After stimulation, the scientists found patients had a higher degree of heart rate variability, which measures the beat-to-beat alterations in heart rate. Higher heart rate variability indicates better ability to shift between a relaxed state and the “fight or flight” response, and is associated with resilience to stress, according to previous studies.
In addition, patients receiving stimulation had a reduction in plasma cortisol levels the following morning.

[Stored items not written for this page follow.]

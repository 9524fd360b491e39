//! Diagnostic logging
//!
//! Monitoring systems read the first line of stdout, so everything logged
//! here goes to stderr.

use std::env;
use std::io;

use tracing_subscriber::filter::LevelFilter;
use tracing_subscriber::EnvFilter;

/// Install the global subscriber
///
/// `RUST_LOG` wins over the default level, which is `warn`, or `debug` when
/// `verbose` is set.
pub fn init_logging(verbose: bool) {
    let level = if verbose {
        LevelFilter::DEBUG
    } else {
        LevelFilter::WARN
    };
    let filter = EnvFilter::builder()
        .with_default_directive(level.into())
        .parse_lossy(env::var("RUST_LOG").unwrap_or_default());

    // A second init (e.g. from tests) keeps the first subscriber
    let _ = tracing_subscriber::fmt()
        .with_env_filter(filter)
        .with_writer(io::stderr)
        .with_target(false)
        .without_time()
        .try_init();
}
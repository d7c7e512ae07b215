//! Narrow interfaces to the services the home-automation host provides.
//!
//! The bridge only ever talks to the host through [`Notifier`] and
//! [`DeviceRegistry`]. The in-memory implementations back the tests and the
//! monitor demo.

use std::sync::{Arc, Mutex, PoisonError};

use chrono::{DateTime, Utc};
use serde::Serialize;
use tracing::{debug, info};

pub const MANUFACTURER: &str = "Akari";
pub const MODEL: &str = "Akari";

/// Registry record describing one Akari device.
#[derive(Debug, Clone, PartialEq, Eq, Serialize)]
pub struct DeviceInfo {
    /// `(domain, device_id)` pairs identifying the device.
    pub identifiers: Vec<(String, String)>,
    pub name: String,
    pub manufacturer: String,
    pub model: String,
    pub sw_version: Option<String>,
    pub configuration_url: String,
}

pub trait Notifier: Send + Sync {
    /// Create or replace the persistent notification `notification_id`.
    fn notify(&self, title: &str, message: &str, notification_id: &str);
}

pub trait DeviceRegistry: Send + Sync {
    fn register_device(&self, info: &DeviceInfo);
}

/// Host collaborators handed to every device connection.
#[derive(Clone)]
pub struct HostServices {
    pub notifier: Arc<dyn Notifier>,
    pub registry: Arc<dyn DeviceRegistry>,
}

impl HostServices {
    pub fn new(notifier: Arc<dyn Notifier>, registry: Arc<dyn DeviceRegistry>) -> Self {
        Self { notifier, registry }
    }

    /// Services backed by [`MemoryNotifier`] and [`MemoryDeviceRegistry`].
    pub fn in_memory() -> (Self, Arc<MemoryNotifier>, Arc<MemoryDeviceRegistry>) {
        let notifier = Arc::new(MemoryNotifier::default());
        let registry = Arc::new(MemoryDeviceRegistry::default());
        let services = Self::new(notifier.clone(), registry.clone());
        (services, notifier, registry)
    }
}

#[derive(Debug, Clone, PartialEq, Eq, Serialize)]
pub struct Notification {
    pub notification_id: String,
    pub title: String,
    pub message: String,
    pub created_at: DateTime<Utc>,
}

/// Keeps notifications in memory, replacing any with the same id.
#[derive(Debug, Default)]
pub struct MemoryNotifier {
    notifications: Mutex<Vec<Notification>>,
}

impl MemoryNotifier {
    pub fn notifications(&self) -> Vec<Notification> {
        self.lock().clone()
    }

    pub fn get(&self, notification_id: &str) -> Option<Notification> {
        self.lock()
            .iter()
            .find(|n| n.notification_id == notification_id)
            .cloned()
    }

    pub fn dismiss(&self, notification_id: &str) -> Option<Notification> {
        let mut notifications = self.lock();
        let idx = notifications
            .iter()
            .position(|n| n.notification_id == notification_id)?;
        Some(notifications.remove(idx))
    }

    fn lock(&self) -> std::sync::MutexGuard<'_, Vec<Notification>> {
        self.notifications
            .lock()
            .unwrap_or_else(PoisonError::into_inner)
    }
}

impl Notifier for MemoryNotifier {
    fn notify(&self, title: &str, message: &str, notification_id: &str) {
        let notification = Notification {
            notification_id: notification_id.to_string(),
            title: title.to_string(),
            message: message.to_string(),
            created_at: Utc::now(),
        };
        let mut notifications = self.lock();
        match notifications
            .iter_mut()
            .find(|n| n.notification_id == notification_id)
        {
            Some(existing) => {
                debug!(notification_id, "updated notification");
                *existing = notification;
            }
            None => {
                info!(notification_id, "created notification");
                notifications.push(notification);
            }
        }
    }
}

#[derive(Debug, Default)]
pub struct MemoryDeviceRegistry {
    devices: Mutex<Vec<DeviceInfo>>,
}

impl MemoryDeviceRegistry {
    pub fn devices(&self) -> Vec<DeviceInfo> {
        self.devices
            .lock()
            .unwrap_or_else(PoisonError::into_inner)
            .clone()
    }
}

impl DeviceRegistry for MemoryDeviceRegistry {
    fn register_device(&self, info: &DeviceInfo) {
        let mut devices = self.devices.lock().unwrap_or_else(PoisonError::into_inner);
        match devices.iter_mut().find(|d| d.identifiers == info.identifiers) {
            Some(existing) => *existing = info.clone(),
            None => devices.push(info.clone()),
        }
    }
}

This is significant because heart rate variability and plasma cortisol levels are controlled by different halves of the autonomic nervous system — the parasympathetic and sympathetic systems, respectively — and the acoustic enhancement improved both.
“The balance between the parasympathetic and sympathetic components of the autonomic nervous system plays a significant role in the clinical outcome of many cardio-metabolic conditions,” Grimaldi said. “Thus, the enhancement of parasympathetic activity induced by acoustic stimulation during sleep might have implications for improving cardio-metabolic health.”
Interestingly, slow-wave sleep appears to operate in a feedback loop with the autonomic system, according to Grimaldi.
“In this sense, our findings suggest that acoustic stimulation during sleep strengthens the natural interaction between the two systems,” Grimaldi said.
Further, since the autonomic nervous system is the path through which sleep affects many other functions throughout the body, Grimaldi believes that other physiological functions may be improved after acoustic stimulation.
“Approaches which are able to manipulate sleep, in particular slow-wave activity, have the potential to improve overall physiological homeostasis,” Grimaldi said.
However, future studies are needed to confirm these findings and verify their effect on overall health — especially in older adults and clinical populations who would benefit from this noninvasive therapy, but whose autonomic systems are often impaired by age and other diseases.
Regardless, these findings light a clear path forward for future research of neural stimulation to improve autonomic function, according to Zee.
“It really speaks to the power of sleep for brain and body health,” Zee said.
Other co-authors include Kathryn Reid, PhD, research professor of Neurology in the Division of Sleep Medicine; Sabra Abbott, MD, PhD, and Roneil Malkani, MD, both assistant professors of Neurology in the Division of Sleep Medicine; Maged Gendy, research staff; Marta Iwanaszko, a postdoctoral fellow and Rosemary Braun, PhD, MPH, assistant professor of Preventive Medicine in the Division of Biostatistics.
This work was supported by Defense Advanced Research Projects Agency award W911NF-16- 2-0021 and the Northwestern University Feinberg School of Medicine Center for Circadian and Sleep Medicine.